• Action item:
Reproduce exactly the lines below from the one containing "hidden.row(0).to_vec()" through the one containing "for (i, row)", including both, and nothing else.

• Material for this task:
// Copyright (c) 2025 Fabstir
// SPDX-License-Identifier: BUSL-1.1

//! Pooling and normalization of token-level hidden states
//!
//! Sentence-transformer models ship a `1_Pooling/config.json` describing how
//! token embeddings collapse into one sentence vector. BGE models use the
//! CLS token, MiniLM-style models use an attention-masked mean.

use anyhow::{Context, Result};
use ndarray::ArrayView2;
use serde::Deserialize;
use std::path::Path;

/// Strategy for reducing `[seq_len, hidden_dim]` to `[hidden_dim]`
#[derive(Debug, Clone, Copy, PartialEq, Eq, Default, clap::ValueEnum)]
pub enum Pooling {
    /// Hidden state of the first token
    Cls,
    /// Mean over tokens whose attention mask is 1
    #[default]
    Mean,
}

/// Subset of the sentence-transformers pooling config we act on
#[derive(Debug, Deserialize)]
struct PoolingConfig {
    #[serde(default)]
    pooling_mode_cls_token: bool,
    #[serde(default)]
    pooling_mode_mean_tokens: bool,
}

impl Pooling {
    /// Parses a sentence-transformers pooling config
    ///
    /// CLS wins when both flags are set; a config with neither flag falls
    /// back to mean pooling.
    pub fn from_config_json(json: &str) -> Result<Self> {
        let config: PoolingConfig =
            serde_json::from_str(json).context("Failed to parse pooling config")?;

        if config.pooling_mode_cls_token {
            Ok(Pooling::Cls)
        } else if config.pooling_mode_mean_tokens {
            Ok(Pooling::Mean)
        } else {
            Ok(Pooling::default())
        }
    }

    pub fn from_config_file(path: &Path) -> Result<Self> {
        let json = std::fs::read_to_string(path)
            .with_context(|| format!("Failed to read pooling config {}", path.display()))?;
        Self::from_config_json(&json)
    }

    /// Pools one sequence of hidden states
    ///
    /// `mask` must have one entry per row of `hidden`.
    pub fn pool(&self, hidden: ArrayView2<'_, f32>, mask: &[i64]) -> Vec<f32> {
        let (seq_len, hidden_dim) = hidden.dim();

        match self {
            Pooling::Cls => {
                if seq_len == 0 {
                    return vec![0.0; hidden_dim];
                }
                hidden.row(0).to_vec()
            }
            Pooling::Mean => {
                let mut pooled = vec![0.0f32; hidden_dim];
                let mut sum_mask = 0.0f32;

                for (i, row) in hidden.outer_iter().enumerate() {
                    let mask_value = mask.get(i).copied().unwrap_or(0) as f32;
                    if mask_value == 0.0 {
                        continue;
                    }
                    sum_mask += mask_value;
                    for (acc, value) in pooled.iter_mut().zip(row.iter()) {
                        *acc += value * mask_value;
                    }
                }

                for val in &mut pooled {
                    *val /= sum_mask.max(1e-9);
                }
                pooled
            }
        }
    }
}

impl std::fmt::Display for Pooling {
    fn fmt(&self, f: &mut std::fmt::Formatter<'_>) -> std::fmt::Result {
        match self {
            Pooling::Cls => write!(f, "cls"),
            Pooling::Mean => write!(f, "mean"),
        }
    }
}

/// Scales `vector` to unit L2 norm in place; zero vectors are left as-is
pub fn l2_normalize(vector: &mut [f32]) {
    let norm = vector.iter().map(|x| x * x).sum::<f32>().sqrt();
    if norm > 0.0 {
        for value in vector.iter_mut() {
            *value /= norm;
        }
    }
}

• Task response:
                hidden.row(0).to_vec()
            }
            Pooling::Mean => {
                let mut pooled = vec![0.0f32; hidden_dim];
                let mut sum_mask = 0.0f32;

                for (i, row) in hidden.outer_iter().enumerate() {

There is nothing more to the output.